The practice is one of the country’s biggest but has been forced to cut hundreds of posts and close offices in the past couple of years, slipping from 27 in BD’s World Architecture 100 last year to 57 in 2010.

Gary Whittle
Whittle said that trading in the first six months of the year — the period between last May and October — had been “very difficult”, with Broadway Malyan also hit by a series of restructuring costs following redundancies.
“The last five or six months have been more stable,” he added, “but there will be a reduction in turnover and there will be a loss this year.”
In its last set of published accounts for the year to April 2009, pre-tax profits crashed 83% to £364,000 on turnover of £44 million.
The head of the Edinburgh studio, and main board director, Martin Bates, will relocate down to its office in London with the company hoping to redeploy most of the other staff elsewhere in the business.
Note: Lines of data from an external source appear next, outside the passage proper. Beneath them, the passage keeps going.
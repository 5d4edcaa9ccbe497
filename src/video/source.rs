use std::io::{BufRead, BufReader, Read};
use std::path::{Path, PathBuf};
use std::process::{Child, ChildStdout, Command, Stdio};
use std::sync::{Arc, Mutex, MutexGuard, PoisonError};
use std::thread::{self, JoinHandle};
use image::{imageops, RgbImage};
use crate::core::{ExtractError, ExtractorConfig};
use crate::video::VideoInfo;

/// Unblocks a source from another thread so a pending `read_frame` returns.
pub type Interrupt = Box<dyn FnOnce() + Send>;

/// A sequentially readable, decoded video stream.
pub trait FrameSource: Send {
    fn total_frames(&self) -> Option<u64>;

    /// Next frame, `Ok(None)` once the stream is exhausted.
    fn read_frame(&mut self) -> Result<Option<RgbImage>, ExtractError>;

    /// Release the underlying handle. Calling this more than once is a no-op.
    fn release(&mut self);

    fn is_released(&self) -> bool;

    /// Handle the controller keeps while the worker owns the source.
    fn interrupt_handle(&self) -> Option<Interrupt> {
        None
    }
}

/// Decodes a video by streaming raw RGB24 frames out of an `ffmpeg` child process.
pub struct FfmpegSource {
    video_path: PathBuf,
    info: VideoInfo,
    process: Arc<Mutex<Option<Child>>>,
    stdout: Option<ChildStdout>,
    stderr_logger: Option<JoinHandle<usize>>,
}

impl FfmpegSource {
    /// Probe the file, then start decoding. Nothing is spawned for files ffprobe rejects.
    pub fn open(video_path: &Path, config: &ExtractorConfig) -> Result<Self, ExtractError> {
        let info = VideoInfo::probe(&config.ffprobe(), video_path)?;
        let (upright_width, upright_height) = info.display_size();
        log::info!(
            "Opened {}: {}x{} coded, {}x{} upright, {:?} fps, ~{:?} frames",
            video_path.display(),
            info.width,
            info.height,
            upright_width,
            upright_height,
            info.frame_rate,
            info.total_frames
        );

        let ffmpeg = config.ffmpeg();
        let mut process = decoder_command(&ffmpeg, video_path)
            .spawn()
            .map_err(|source| ExtractError::Spawn {
                program: ffmpeg.display().to_string(),
                source,
            })?;
        let stdout = process.stdout.take();
        let stderr_logger = process
            .stderr
            .take()
            .map(|stderr| forward_stderr(stderr, video_path.display().to_string()));

        Ok(Self {
            video_path: video_path.to_path_buf(),
            info,
            process: Arc::new(Mutex::new(Some(process))),
            stdout,
            stderr_logger,
        })
    }

    fn child(&self) -> MutexGuard<'_, Option<Child>> {
        self.process.lock().unwrap_or_else(PoisonError::into_inner)
    }
}

/// The decoder always emits the first video stream at its coded size, so each
/// frame is exactly `VideoInfo::frame_size` bytes. Rotation is applied afterwards.
fn decoder_command(ffmpeg: &Path, video_path: &Path) -> Command {
    let mut cmd = Command::new(ffmpeg);
    cmd.arg("-v").arg("error")
        .arg("-noautorotate")
        .arg("-i").arg(video_path)
        .arg("-map").arg("0:v:0")
        .arg("-f").arg("rawvideo")
        .arg("-pix_fmt").arg("rgb24")
        .arg("-an")
        .arg("-");

    cmd.stdout(Stdio::piped())
        .stderr(Stdio::piped())
        .stdin(Stdio::null());
    cmd
}

impl FrameSource for FfmpegSource {
    fn total_frames(&self) -> Option<u64> {
        self.info.total_frames
    }

    fn read_frame(&mut self) -> Result<Option<RgbImage>, ExtractError> {
        match self.stdout.as_mut() {
            Some(stdout) => read_raw_frame(stdout, &self.info),
            None => Ok(None),
        }
    }

    fn release(&mut self) {
        self.stdout = None;
        let process = self.child().take();
        if let Some(mut process) = process {
            let _ = process.kill();
            let _ = process.wait();
            log::debug!("Released ffmpeg decoder for {}", self.video_path.display());
        }
        // The pipe is closed once the child is gone
        if let Some(logger) = self.stderr_logger.take() {
            if let Ok(lines) = logger.join() {
                if lines > 0 {
                    log::debug!("ffmpeg reported {} diagnostics for {}", lines, self.video_path.display());
                }
            }
        }
    }

    fn is_released(&self) -> bool {
        self.child().is_none()
    }

    fn interrupt_handle(&self) -> Option<Interrupt> {
        let process = self.process.clone();
        Some(Box::new(move || {
            let mut guard = process.lock().unwrap_or_else(PoisonError::into_inner);
            if let Some(child) = guard.as_mut() {
                let _ = child.kill();
            }
        }))
    }
}

impl Drop for FfmpegSource {
    fn drop(&mut self) {
        self.release();
    }
}

/// Read one coded rgb24 frame and turn it upright. `Ok(None)` on a clean end of stream.
fn read_raw_frame(reader: &mut impl Read, info: &VideoInfo) -> Result<Option<RgbImage>, ExtractError> {
    let frame_size = info.frame_size();
    let mut frame_data = vec![0u8; frame_size];
    let filled = read_full(reader, &mut frame_data)
        .map_err(|e| ExtractError::Decode(e.to_string()))?;

    if filled == 0 {
        return Ok(None);
    }
    if filled < frame_size {
        return Err(ExtractError::Decode(format!(
            "Truncated frame: {} bytes (expected {})",
            filled, frame_size
        )));
    }

    let image = RgbImage::from_raw(info.width, info.height, frame_data)
        .ok_or_else(|| ExtractError::Decode("Frame buffer does not match dimensions".to_string()))?;
    Ok(Some(upright(image, info.rotation)))
}

fn upright(image: RgbImage, rotation: u32) -> RgbImage {
    match rotation {
        90 => imageops::rotate90(&image),
        180 => imageops::rotate180(&image),
        270 => imageops::rotate270(&image),
        _ => image,
    }
}

/// Like `read_exact`, but reports how much was read when the stream ends early.
fn read_full(reader: &mut impl Read, buf: &mut [u8]) -> std::io::Result<usize> {
    let mut filled = 0;
    while filled < buf.len() {
        match reader.read(&mut buf[filled..]) {
            Ok(0) => break,
            Ok(n) => filled += n,
            Err(e) if e.kind() == std::io::ErrorKind::Interrupted => continue,
            Err(e) => return Err(e),
        }
    }
    Ok(filled)
}

/// Log every line ffmpeg writes to stderr until the pipe closes. Returns the line count.
fn forward_stderr(stderr: impl Read + Send + 'static, video: String) -> JoinHandle<usize> {
    thread::spawn(move || {
        let mut lines = 0;
        for line in BufReader::new(stderr).split(b'\n') {
            let Ok(line) = line else { break };
            let line = String::from_utf8_lossy(&line);
            let line = line.trim();
            if !line.is_empty() {
                log::warn!("ffmpeg ({}): {}", video, line);
                lines += 1;
            }
        }
        lines
    })
}
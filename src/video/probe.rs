use std::path::Path;
use std::process::Command;
use crate::core::ExtractError;

/// Stream properties needed to decode raw frames and size the progress bar.
#[derive(Debug, Clone, PartialEq)]
pub struct VideoInfo {
    pub width: u32,
    pub height: u32,
    /// Clockwise turn (0, 90, 180 or 270) that shows the coded frame upright.
    pub rotation: u32,
    pub frame_rate: Option<f64>,
    /// Best-effort estimate; some containers report nothing or a wrong count.
    pub total_frames: Option<u64>,
}

impl VideoInfo {
    pub fn probe(ffprobe: &Path, file_path: &Path) -> Result<Self, ExtractError> {
        let output = Command::new(ffprobe)
            .arg("-v").arg("quiet")
            .arg("-print_format").arg("json")
            .arg("-show_format")
            .arg("-show_streams")
            .arg(file_path)
            .output()
            .map_err(|source| ExtractError::Spawn {
                program: ffprobe.display().to_string(),
                source,
            })?;

        if !output.status.success() {
            return Err(ExtractError::Probe {
                path: file_path.to_path_buf(),
                reason: format!("ffprobe exited with {}", output.status),
            });
        }

        let info: serde_json::Value = serde_json::from_slice(&output.stdout).map_err(|e| ExtractError::Probe {
            path: file_path.to_path_buf(),
            reason: e.to_string(),
        })?;

        Self::from_ffprobe_json(&info)
    }

    pub fn from_ffprobe_json(info: &serde_json::Value) -> Result<Self, ExtractError> {
        let empty_vec = vec![];
        let streams = info["streams"].as_array().unwrap_or(&empty_vec);
        let video_stream = streams
            .iter()
            .find(|s| s["codec_type"].as_str() == Some("video"))
            .ok_or(ExtractError::NoVideoStream)?;

        let width = video_stream["width"].as_u64().unwrap_or(0) as u32;
        let height = video_stream["height"].as_u64().unwrap_or(0) as u32;
        if width == 0 || height == 0 {
            return Err(ExtractError::NoVideoStream);
        }

        let rotation = rotation_of(video_stream);

        let frame_rate = video_stream["r_frame_rate"]
            .as_str()
            .and_then(parse_frame_rate);

        let nb_frames = video_stream["nb_frames"]
            .as_str()
            .and_then(|s| s.parse::<u64>().ok())
            .filter(|&n| n > 0);

        // Stream duration is more precise, the container duration is the fallback
        let duration = video_stream["duration"]
            .as_str()
            .or_else(|| info["format"]["duration"].as_str())
            .and_then(|s| s.parse::<f64>().ok())
            .filter(|d| d.is_finite() && *d > 0.0);

        let total_frames = nb_frames.or_else(|| match (duration, frame_rate) {
            (Some(d), Some(fps)) => Some((d * fps).round() as u64),
            _ => None,
        });

        Ok(Self {
            width,
            height,
            rotation,
            frame_rate,
            total_frames,
        })
    }

    /// Bytes in one coded rgb24 frame.
    pub fn frame_size(&self) -> usize {
        self.width as usize * self.height as usize * 3
    }

    /// Size of the frames once turned upright.
    pub fn display_size(&self) -> (u32, u32) {
        match self.rotation {
            90 | 270 => (self.height, self.width),
            _ => (self.width, self.height),
        }
    }
}

/// Newer ffprobe reports a display matrix rotation (counter-clockwise), older
/// builds a `rotate` tag (clockwise).
fn rotation_of(stream: &serde_json::Value) -> u32 {
    let from_matrix = stream["side_data_list"]
        .as_array()
        .and_then(|list| list.iter().find_map(|side_data| side_data["rotation"].as_f64()))
        .map(|degrees| -degrees);
    let from_tag = || {
        stream["tags"]["rotate"]
            .as_str()
            .and_then(|s| s.trim().parse::<f64>().ok())
    };

    let Some(degrees) = from_matrix.or_else(from_tag) else {
        return 0;
    };
    let clockwise = (degrees.round() as i64).rem_euclid(360) as u32;
    if clockwise % 90 != 0 {
        log::warn!("Ignoring unsupported rotation of {} degrees", degrees);
        return 0;
    }
    clockwise
}

/// Parse ffprobe's rational rate such as "30/1" or "30000/1001".
fn parse_frame_rate(rate: &str) -> Option<f64> {
    let fps = match rate.split_once('/') {
        Some((num, den)) => {
            let numerator: f64 = num.trim().parse().ok()?;
            let denominator: f64 = den.trim().parse().ok()?;
            if denominator == 0.0 {
                return None;
            }
            numerator / denominator
        }
        None => rate.trim().parse().ok()?,
    };
    (fps.is_finite() && fps > 0.0).then_some(fps)
}

#[cfg(test)]
mod tests {
    use super::*;
    use serde_json::json;

    #[test]
    fn test_uses_reported_frame_count() {
        let info = json!({
            "streams": [
                { "codec_type": "audio" },
                { "codec_type": "video", "width": 1920, "height": 1080,
                  "r_frame_rate": "30/1", "nb_frames": "100", "duration": "3.333" }
            ],
            "format": { "duration": "3.4" }
        });

        let video = VideoInfo::from_ffprobe_json(&info).expect("video stream");
        assert_eq!((video.width, video.height), (1920, 1080));
        assert_eq!(video.frame_rate, Some(30.0));
        assert_eq!(video.total_frames, Some(100));
        assert_eq!(video.frame_size(), 1920 * 1080 * 3);
    }

    #[test]
    fn test_estimates_frames_from_format_duration() {
        // Matroska usually has no nb_frames and no per-stream duration
        let info = json!({
            "streams": [
                { "codec_type": "video", "width": 640, "height": 480, "r_frame_rate": "30000/1001" }
            ],
            "format": { "duration": "10.010" }
        });

        let video = VideoInfo::from_ffprobe_json(&info).expect("video stream");
        assert_eq!(video.total_frames, Some(300));
    }

    #[test]
    fn test_unknown_frame_count() {
        let info = json!({
            "streams": [ { "codec_type": "video", "width": 320, "height": 240, "r_frame_rate": "0/0" } ],
            "format": {}
        });

        let video = VideoInfo::from_ffprobe_json(&info).expect("video stream");
        assert_eq!(video.frame_rate, None);
        assert_eq!(video.total_frames, None);
    }

    #[test]
    fn test_rotated_phone_clip_keeps_coded_size() {
        let info = json!({
            "streams": [
                { "codec_type": "video", "width": 1920, "height": 1080, "r_frame_rate": "30/1",
                  "nb_frames": "90",
                  "side_data_list": [ { "side_data_type": "Display Matrix", "rotation": -90 } ] }
            ]
        });

        let video = VideoInfo::from_ffprobe_json(&info).expect("video stream");
        assert_eq!((video.width, video.height), (1920, 1080));
        assert_eq!(video.frame_size(), 1920 * 1080 * 3);
        assert_eq!(video.rotation, 90);
        assert_eq!(video.display_size(), (1080, 1920));
    }

    #[test]
    fn test_rotate_tag_from_older_ffprobe() {
        let info = json!({
            "streams": [
                { "codec_type": "video", "width": 1280, "height": 720, "tags": { "rotate": "270" } }
            ]
        });

        let video = VideoInfo::from_ffprobe_json(&info).expect("video stream");
        assert_eq!(video.rotation, 270);
        assert_eq!(video.display_size(), (720, 1280));
    }

    #[test]
    fn test_unrotated_and_upside_down_streams() {
        let plain = json!({ "streams": [ { "codec_type": "video", "width": 640, "height": 480 } ] });
        let flipped = json!({
            "streams": [
                { "codec_type": "video", "width": 640, "height": 480,
                  "side_data_list": [ { "rotation": 180 } ] }
            ]
        });

        let plain = VideoInfo::from_ffprobe_json(&plain).expect("video stream");
        assert_eq!(plain.rotation, 0);
        assert_eq!(plain.display_size(), (640, 480));

        let flipped = VideoInfo::from_ffprobe_json(&flipped).expect("video stream");
        assert_eq!(flipped.rotation, 180);
        assert_eq!(flipped.display_size(), (640, 480));
    }

    #[test]
    fn test_audio_only_file_is_rejected() {
        let info = json!({ "streams": [ { "codec_type": "audio" } ], "format": { "duration": "5.0" } });
        assert!(matches!(VideoInfo::from_ffprobe_json(&info), Err(ExtractError::NoVideoStream)));
    }

    #[test]
    fn test_video_stream_without_dimensions_is_rejected() {
        let info = json!({ "streams": [ { "codec_type": "video", "width": 0, "height": 0 } ] });
        assert!(matches!(VideoInfo::from_ffprobe_json(&info), Err(ExtractError::NoVideoStream)));
    }

    #[test]
    fn test_parse_frame_rate() {
        assert_eq!(parse_frame_rate("25/1"), Some(25.0));
        assert_eq!(parse_frame_rate("24"), Some(24.0));
        assert_eq!(parse_frame_rate("1/0"), None);
        assert_eq!(parse_frame_rate("abc"), None);
    }
}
Whittle blamed the closure on the state of the UK market, which he said was only just starting to pick up.
“We’re seeing a strengthening of inquiries at our offices in London and Weybridge but we see a fairly flat position in the UK. Hopefully we’ve bounced off the bottom.”
The firm is now looking overseas to boost its business and Whittle said it was mulling over a move to open up an office in Brazil following a recent win for a 600 room hotel in São Paulo.
“We are now a global business and we have to adjust the business to be better placed where the opportunities are.”